Tag Archives: Penance

‘Penance,’ by David Housewright

Penance

All in all, it’s a great time to be a private investigator: Nobody trusts anybody.

Sometimes – rarely, of course – I surprise myself with my ignorance. Discovering a “new” detective author whom I would rate on the level of John Sandford and (before he went full PC) Robert B. Parker was a surprise. Finding out he’s a local (Minneapolis) author amazed me. But so it is. David Housewright is a very good hard-boiled writer, and I’m enjoying his Holland Taylor series a lot.

At the opening of Penance we find former police detective, now private eye, Holland Taylor in an interrogation room, being grilled by two policemen. He was surprised to be arrested, but not surprised when he learned the reason. The drunken driver who killed Taylor’s wife and daughter, recently released from prison, has been murdered. Taylor is the obvious first suspect.

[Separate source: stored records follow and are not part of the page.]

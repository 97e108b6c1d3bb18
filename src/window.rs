//! GPU surface state and frame presentation.
//!
//! One render pipeline, one dynamic vertex buffer: the tessellated batch
//! for the frame is uploaded and drawn in a single alpha-blended pass over
//! a cleared background. No depth buffer; draw order is paint order.

use std::sync::Arc;

use winit::window::Window;

use crate::error::GpuError;
use crate::shader::{Uniforms, Vertex, SHADER_SOURCE};

const CLEAR_COLOR: wgpu::Color = wgpu::Color {
    r: 0.02,
    g: 0.02,
    b: 0.05,
    a: 1.0,
};

/// Initial vertex-buffer capacity; grows on demand as trails lengthen.
const INITIAL_VERTEX_CAPACITY: usize = 1 << 16;

pub struct GpuState {
    surface: wgpu::Surface<'static>,
    device: wgpu::Device,
    queue: wgpu::Queue,
    pub config: wgpu::SurfaceConfiguration,
    render_pipeline: wgpu::RenderPipeline,
    uniform_buffer: wgpu::Buffer,
    uniform_bind_group: wgpu::BindGroup,
    vertex_buffer: wgpu::Buffer,
    vertex_capacity: usize,
}

impl GpuState {
    pub async fn new(window: Arc<Window>) -> Result<Self, GpuError> {
        let size = window.inner_size();

        let instance = wgpu::Instance::new(&wgpu::InstanceDescriptor {
            backends: wgpu::Backends::PRIMARY,
            ..Default::default()
        });

        let surface = instance.create_surface(window)?;

        let adapter = instance
            .request_adapter(&wgpu::RequestAdapterOptions {
                power_preference: wgpu::PowerPreference::HighPerformance,
                compatible_surface: Some(&surface),
                force_fallback_adapter: false,
            })
            .await
            .map_err(|_| GpuError::NoAdapter)?;

        let (device, queue) = adapter
            .request_device(&wgpu::DeviceDescriptor {
                label: Some("Device"),
                required_features: wgpu::Features::empty(),
                required_limits: wgpu::Limits::default(),
                memory_hints: Default::default(),
                trace: Default::default(),
                experimental_features: Default::default(),
            })
            .await?;

        let surface_caps = surface.get_capabilities(&adapter);
        let surface_format = surface_caps
            .formats
            .iter()
            .find(|f| f.is_srgb())
            .copied()
            .unwrap_or(surface_caps.formats[0]);

        let config = wgpu::SurfaceConfiguration {
            usage: wgpu::TextureUsages::RENDER_ATTACHMENT,
            format: surface_format,
            width: size.width.max(1),
            height: size.height.max(1),
            present_mode: wgpu::PresentMode::AutoVsync,
            alpha_mode: surface_caps.alpha_modes[0],
            view_formats: vec![],
            desired_maximum_frame_latency: 2,
        };
        surface.configure(&device, &config);

        let uniforms = Uniforms {
            surface_size: [config.width as f32, config.height as f32],
            _padding: [0.0; 2],
        };

        let uniform_buffer = device.create_buffer(&wgpu::BufferDescriptor {
            label: Some("Uniform Buffer"),
            size: std::mem::size_of::<Uniforms>() as u64,
            usage: wgpu::BufferUsages::UNIFORM | wgpu::BufferUsages::COPY_DST,
            mapped_at_creation: false,
        });
        queue.write_buffer(&uniform_buffer, 0, bytemuck::bytes_of(&uniforms));

        let uniform_bind_group_layout =
            device.create_bind_group_layout(&wgpu::BindGroupLayoutDescriptor {
                label: Some("Uniform Bind Group Layout"),
                entries: &[wgpu::BindGroupLayoutEntry {
                    binding: 0,
                    visibility: wgpu::ShaderStages::VERTEX,
                    ty: wgpu::BindingType::Buffer {
                        ty: wgpu::BufferBindingType::Uniform,
                        has_dynamic_offset: false,
                        min_binding_size: None,
                    },
                    count: None,
                }],
            });

        let uniform_bind_group = device.create_bind_group(&wgpu::BindGroupDescriptor {
            label: Some("Uniform Bind Group"),
            layout: &uniform_bind_group_layout,
            entries: &[wgpu::BindGroupEntry {
                binding: 0,
                resource: uniform_buffer.as_entire_binding(),
            }],
        });

        let shader = device.create_shader_module(wgpu::ShaderModuleDescriptor {
            label: Some("Render Shader"),
            source: wgpu::ShaderSource::Wgsl(SHADER_SOURCE.into()),
        });

        let render_pipeline_layout =
            device.create_pipeline_layout(&wgpu::PipelineLayoutDescriptor {
                label: Some("Render Pipeline Layout"),
                bind_group_layouts: &[&uniform_bind_group_layout],
                push_constant_ranges: &[],
            });

        let render_pipeline = device.create_render_pipeline(&wgpu::RenderPipelineDescriptor {
            label: Some("Render Pipeline"),
            layout: Some(&render_pipeline_layout),
            vertex: wgpu::VertexState {
                module: &shader,
                entry_point: Some("vs_main"),
                buffers: &[Vertex::layout()],
                compilation_options: Default::default(),
            },
            fragment: Some(wgpu::FragmentState {
                module: &shader,
                entry_point: Some("fs_main"),
                targets: &[Some(wgpu::ColorTargetState {
                    format: config.format,
                    blend: Some(wgpu::BlendState::ALPHA_BLENDING),
                    write_mask: wgpu::ColorWrites::ALL,
                })],
                compilation_options: Default::default(),
            }),
            primitive: wgpu::PrimitiveState {
                topology: wgpu::PrimitiveTopology::TriangleList,
                strip_index_format: None,
                front_face: wgpu::FrontFace::Ccw,
                cull_mode: None,
                polygon_mode: wgpu::PolygonMode::Fill,
                unclipped_depth: false,
                conservative: false,
            },
            depth_stencil: None,
            multisample: wgpu::MultisampleState::default(),
            multiview: None,
            cache: None,
        });

        let vertex_buffer = create_vertex_buffer(&device, INITIAL_VERTEX_CAPACITY);

        Ok(Self {
            surface,
            device,
            queue,
            config,
            render_pipeline,
            uniform_buffer,
            uniform_bind_group,
            vertex_buffer,
            vertex_capacity: INITIAL_VERTEX_CAPACITY,
        })
    }

    pub fn resize(&mut self, new_size: winit::dpi::PhysicalSize<u32>) {
        if new_size.width > 0 && new_size.height > 0 {
            self.config.width = new_size.width;
            self.config.height = new_size.height;
            self.surface.configure(&self.device, &self.config);
        }
    }

    fn ensure_vertex_capacity(&mut self, vertices: usize) {
        if vertices > self.vertex_capacity {
            let new_capacity = vertices.next_power_of_two();
            self.vertex_buffer = create_vertex_buffer(&self.device, new_capacity);
            self.vertex_capacity = new_capacity;
        }
    }

    /// Upload the batch and present one frame.
    pub fn render(&mut self, batch: &[Vertex]) -> Result<(), wgpu::SurfaceError> {
        self.ensure_vertex_capacity(batch.len());
        if !batch.is_empty() {
            self.queue
                .write_buffer(&self.vertex_buffer, 0, bytemuck::cast_slice(batch));
        }

        let uniforms = Uniforms {
            surface_size: [self.config.width as f32, self.config.height as f32],
            _padding: [0.0; 2],
        };
        self.queue
            .write_buffer(&self.uniform_buffer, 0, bytemuck::bytes_of(&uniforms));

        let output = self.surface.get_current_texture()?;
        let view = output
            .texture
            .create_view(&wgpu::TextureViewDescriptor::default());

        let mut encoder = self
            .device
            .create_command_encoder(&wgpu::CommandEncoderDescriptor {
                label: Some("Render Encoder"),
            });

        {
            let mut render_pass = encoder.begin_render_pass(&wgpu::RenderPassDescriptor {
                label: Some("Render Pass"),
                color_attachments: &[Some(wgpu::RenderPassColorAttachment {
                    view: &view,
                    resolve_target: None,
                    depth_slice: None,
                    ops: wgpu::Operations {
                        load: wgpu::LoadOp::Clear(CLEAR_COLOR),
                        store: wgpu::StoreOp::Store,
                    },
                })],
                depth_stencil_attachment: None,
                timestamp_writes: None,
                occlusion_query_set: None,
            });

            render_pass.set_pipeline(&self.render_pipeline);
            render_pass.set_bind_group(0, &self.uniform_bind_group, &[]);
            render_pass.set_vertex_buffer(0, self.vertex_buffer.slice(..));
            render_pass.draw(0..batch.len() as u32, 0..1);
        }

        self.queue.submit(std::iter::once(encoder.finish()));
        output.present();

        Ok(())
    }
}

fn create_vertex_buffer(device: &wgpu::Device, capacity: usize) -> wgpu::Buffer {
    device.create_buffer(&wgpu::BufferDescriptor {
        label: Some("Vertex Buffer"),
        size: (capacity * std::mem::size_of::<Vertex>()) as u64,
        usage: wgpu::BufferUsages::VERTEX | wgpu::BufferUsages::COPY_DST,
        mapped_at_creation: false,
    })
}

As suddenly as he was arrested, Taylor finds himself released, and he returns to his current case, which involves a beautiful, dark horse, third-party gubernatorial candidate who is being blackmailed. Eventually he learns there’s a link between the first case and this one, and things get convoluted and deadly. In the end the revelations he unearths will be genuinely shocking.

The plot’s more complex than it needs to be, with too many characters and plot lines. But the story gripped me and the narrator was fascinating. Widower detectives have gotten to be a trope (because the situation offers lots of scope for female companionship, and an excuse for not bonding), but author Housewright handles the trope well. I was hooked, and I’ve been scarfing these books up one after another. More reviews to come.

The stories are a little dated, being written back in the 1990s (though a fourth in the series came out this year). The usual cautions for language and mature situations apply. The politics are hard to nail down – which is just fine by me.